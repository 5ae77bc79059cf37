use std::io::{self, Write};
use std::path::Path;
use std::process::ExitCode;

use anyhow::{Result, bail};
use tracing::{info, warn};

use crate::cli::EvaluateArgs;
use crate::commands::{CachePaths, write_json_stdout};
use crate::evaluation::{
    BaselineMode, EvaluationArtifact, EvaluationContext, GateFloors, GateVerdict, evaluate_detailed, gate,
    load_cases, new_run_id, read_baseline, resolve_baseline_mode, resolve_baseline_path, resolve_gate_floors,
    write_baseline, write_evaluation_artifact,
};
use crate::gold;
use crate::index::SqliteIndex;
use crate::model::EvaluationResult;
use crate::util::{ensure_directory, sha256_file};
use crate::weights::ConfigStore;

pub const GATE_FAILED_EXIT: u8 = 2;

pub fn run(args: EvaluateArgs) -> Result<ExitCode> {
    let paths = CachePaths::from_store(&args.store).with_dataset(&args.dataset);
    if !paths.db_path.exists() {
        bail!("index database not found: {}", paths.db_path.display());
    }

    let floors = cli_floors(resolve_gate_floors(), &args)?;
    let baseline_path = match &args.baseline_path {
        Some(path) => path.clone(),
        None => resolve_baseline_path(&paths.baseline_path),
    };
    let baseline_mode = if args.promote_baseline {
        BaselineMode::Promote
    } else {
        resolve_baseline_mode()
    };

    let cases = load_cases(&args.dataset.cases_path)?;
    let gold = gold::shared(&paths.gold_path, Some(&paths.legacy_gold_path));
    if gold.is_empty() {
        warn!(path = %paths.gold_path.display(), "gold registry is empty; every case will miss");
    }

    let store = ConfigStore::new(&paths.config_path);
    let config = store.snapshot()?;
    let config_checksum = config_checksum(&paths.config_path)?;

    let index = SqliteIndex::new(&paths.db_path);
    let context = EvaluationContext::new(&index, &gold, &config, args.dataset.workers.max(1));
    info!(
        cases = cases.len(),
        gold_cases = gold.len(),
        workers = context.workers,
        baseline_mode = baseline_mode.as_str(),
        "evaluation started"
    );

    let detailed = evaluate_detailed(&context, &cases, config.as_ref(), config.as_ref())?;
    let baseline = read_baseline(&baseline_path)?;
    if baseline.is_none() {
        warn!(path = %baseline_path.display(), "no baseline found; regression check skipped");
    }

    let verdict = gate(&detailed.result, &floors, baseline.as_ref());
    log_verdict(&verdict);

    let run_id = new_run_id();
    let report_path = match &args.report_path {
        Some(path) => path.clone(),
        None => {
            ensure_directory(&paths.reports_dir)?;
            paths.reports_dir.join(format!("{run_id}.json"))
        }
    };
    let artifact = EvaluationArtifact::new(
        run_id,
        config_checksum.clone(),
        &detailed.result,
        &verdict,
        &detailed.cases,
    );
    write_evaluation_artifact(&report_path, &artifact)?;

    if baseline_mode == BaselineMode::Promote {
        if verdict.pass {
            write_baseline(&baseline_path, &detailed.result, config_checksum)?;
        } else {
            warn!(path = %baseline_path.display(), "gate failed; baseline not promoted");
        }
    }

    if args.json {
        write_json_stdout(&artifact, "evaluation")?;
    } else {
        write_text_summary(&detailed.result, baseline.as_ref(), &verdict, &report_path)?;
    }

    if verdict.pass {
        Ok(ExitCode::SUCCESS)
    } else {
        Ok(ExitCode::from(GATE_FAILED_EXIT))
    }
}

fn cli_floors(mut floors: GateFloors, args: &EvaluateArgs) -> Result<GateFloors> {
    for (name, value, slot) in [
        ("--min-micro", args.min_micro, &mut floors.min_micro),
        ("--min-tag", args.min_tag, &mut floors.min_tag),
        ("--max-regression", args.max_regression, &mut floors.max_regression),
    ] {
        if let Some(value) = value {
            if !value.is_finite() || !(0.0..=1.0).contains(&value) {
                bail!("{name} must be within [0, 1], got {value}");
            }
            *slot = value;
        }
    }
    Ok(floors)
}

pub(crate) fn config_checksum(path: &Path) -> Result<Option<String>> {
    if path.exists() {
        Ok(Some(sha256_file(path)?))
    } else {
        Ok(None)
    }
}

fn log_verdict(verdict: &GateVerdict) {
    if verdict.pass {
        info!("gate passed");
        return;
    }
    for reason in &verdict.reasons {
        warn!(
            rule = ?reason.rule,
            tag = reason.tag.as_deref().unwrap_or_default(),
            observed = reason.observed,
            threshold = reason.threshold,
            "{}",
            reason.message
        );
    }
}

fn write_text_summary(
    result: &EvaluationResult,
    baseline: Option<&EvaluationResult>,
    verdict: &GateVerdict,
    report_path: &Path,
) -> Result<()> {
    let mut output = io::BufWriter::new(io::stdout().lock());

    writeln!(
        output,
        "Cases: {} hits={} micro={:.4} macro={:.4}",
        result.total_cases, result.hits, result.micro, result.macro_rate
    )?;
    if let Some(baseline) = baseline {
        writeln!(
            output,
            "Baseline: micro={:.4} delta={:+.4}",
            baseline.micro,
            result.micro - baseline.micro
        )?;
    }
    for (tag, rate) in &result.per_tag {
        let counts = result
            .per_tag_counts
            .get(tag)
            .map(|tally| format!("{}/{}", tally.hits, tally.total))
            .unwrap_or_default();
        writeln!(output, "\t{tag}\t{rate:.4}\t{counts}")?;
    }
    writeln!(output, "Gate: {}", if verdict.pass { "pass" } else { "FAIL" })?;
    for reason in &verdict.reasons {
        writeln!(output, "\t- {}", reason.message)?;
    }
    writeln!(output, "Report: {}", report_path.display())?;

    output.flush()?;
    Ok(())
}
::::
(What to produce) Your task is to repeat every entry exactly.

(Answer below)
repository 5ae77bc79059cf37
use std::io::{self, Write};
use std::path::Path;
use std::process::ExitCode;

use anyhow::{Result, bail};
use tracing::{info, warn};

use crate::cli::EvaluateArgs;
use crate::commands::{CachePaths, write_json_stdout};
use crate::evaluation::{
    BaselineMode, EvaluationArtifact, EvaluationContext, GateFloors, GateVerdict, evaluate_detailed, gate,
    load_cases, new_run_id, read_baseline, resolve_baseline_mode, resolve_baseline_path, resolve_gate_floors,
    write_baseline, write_evaluation_artifact,
};
use crate::gold;
use crate::index::SqliteIndex;
use crate::model::EvaluationResult;
use crate::util::{ensure_directory, sha256_file};
use crate::weights::ConfigStore;

pub const GATE_FAILED_EXIT: u8 = 2;

pub fn run(args: EvaluateArgs) -> Result<ExitCode> {
    let paths = CachePaths::from_store(&args.store).with_dataset(&args.dataset);
    if !paths.db_path.exists() {
        bail!("index database not found: {}", paths.db_path.display());
    }

    let floors = cli_floors(resolve_gate_floors(), &args)?;
    let baseline_path = match &args.baseline_path {
        Some(path) => path.clone(),
        None => resolve_baseline_path(&paths.baseline_path),
    };
    let baseline_mode = if args.promote_baseline {
        BaselineMode::Promote
    } else {
        resolve_baseline_mode()
    };

    let cases = load_cases(&args.dataset.cases_path)?;
    let gold = gold::shared(&paths.gold_path, Some(&paths.legacy_gold_path));
    if gold.is_empty() {
        warn!(path = %paths.gold_path.display(), "gold registry is empty; every case will miss");
    }

    let store = ConfigStore::new(&paths.config_path);
    let config = store.snapshot()?;
    let config_checksum = config_checksum(&paths.config_path)?;

    let index = SqliteIndex::new(&paths.db_path);
    let context = EvaluationContext::new(&index, &gold, &config, args.dataset.workers.max(1));
    info!(
        cases = cases.len(),
        gold_cases = gold.len(),
        workers = context.workers,
        baseline_mode = baseline_mode.as_str(),
        "evaluation started"
    );

    let detailed = evaluate_detailed(&context, &cases, config.as_ref(), config.as_ref())?;
    let baseline = read_baseline(&baseline_path)?;
    if baseline.is_none() {
        warn!(path = %baseline_path.display(), "no baseline found; regression check skipped");
    }

    let verdict = gate(&detailed.result, &floors, baseline.as_ref());
    log_verdict(&verdict);

    let run_id = new_run_id();
    let report_path = match &args.report_path {
        Some(path) => path.clone(),
        None => {
            ensure_directory(&paths.reports_dir)?;
            paths.reports_dir.join(format!("{run_id}.json"))
        }
    };
    let artifact = EvaluationArtifact::new(
        run_id,
        config_checksum.clone(),
        &detailed.result,
        &verdict,
        &detailed.cases,
    );
    write_evaluation_artifact(&report_path, &artifact)?;

    if baseline_mode == BaselineMode::Promote {
        if verdict.pass {
            write_baseline(&baseline_path, &detailed.result, config_checksum)?;
        } else {
            warn!(path = %baseline_path.display(), "gate failed; baseline not promoted");
        }
    }

    if args.json {
        write_json_stdout(&artifact, "evaluation")?;
    } else {
        write_text_summary(&detailed.result, baseline.as_ref(), &verdict, &report_path)?;
    }

    if verdict.pass {
        Ok(ExitCode::SUCCESS)
    } else {
        Ok(ExitCode::from(GATE_FAILED_EXIT))
    }
}

fn cli_floors(mut floors: GateFloors, args: &EvaluateArgs) -> Result<GateFloors> {
    for (name, value, slot) in [
        ("--min-micro", args.min_micro, &mut floors.min_micro),
        ("--min-tag", args.min_tag, &mut floors.min_tag),
        ("--max-regression", args.max_regression, &mut floors.max_regression),
    ] {
        if let Some(value) = value {
            if !value.is_finite() || !(0.0..=1.0).contains(&value) {
                bail!("{name} must be within [0, 1], got {value}");
            }
            *slot = value;
        }
    }
    Ok(floors)
}

pub(crate) fn config_checksum(path: &Path) -> Result<Option<String>> {
    if path.exists() {
        Ok(Some(sha256_file(path)?))
    } else {
        Ok(None)
    }
}

fn log_verdict(verdict: &GateVerdict) {
    if verdict.pass {
        info!("gate passed");
        return;
    }
    for reason in &verdict.reasons {
        warn!(
            rule = ?reason.rule,
            tag = reason.tag.as_deref().unwrap_or_default(),
            observed = reason.observed,
            threshold = reason.threshold,
            "{}",
            reason.message
        );
    }
}

fn write_text_summary(
    result: &EvaluationResult,
    baseline: Option<&EvaluationResult>,
    verdict: &GateVerdict,
    report_path: &Path,
) -> Result<()> {
    let mut output = io::BufWriter::new(io::stdout().lock());

    writeln!(
        output,
        "Cases: {} hits={} micro={:.4} macro={:.4}",
        result.total_cases, result.hits, result.micro, result.macro_rate
    )?;
    if let Some(baseline) = baseline {
        writeln!(
            output,
            "Baseline: micro={:.4} delta={:+.4}",
            baseline.micro,
            result.micro - baseline.micro
        )?;
    }
    for (tag, rate) in &result.per_tag {
        let counts = result
            .per_tag_counts
            .get(tag)
            .map(|tally| format!("{}/{}", tally.hits, tally.total))
            .unwrap_or_default();
        writeln!(output, "\t{tag}\t{rate:.4}\t{counts}")?;
    }
    writeln!(output, "Gate: {}", if verdict.pass { "pass" } else { "FAIL" })?;
    for reason in &verdict.reasons {
        writeln!(output, "\t- {}", reason.message)?;
    }
    writeln!(output, "Report: {}", report_path.display())?;

    output.flush()?;
    Ok(())
}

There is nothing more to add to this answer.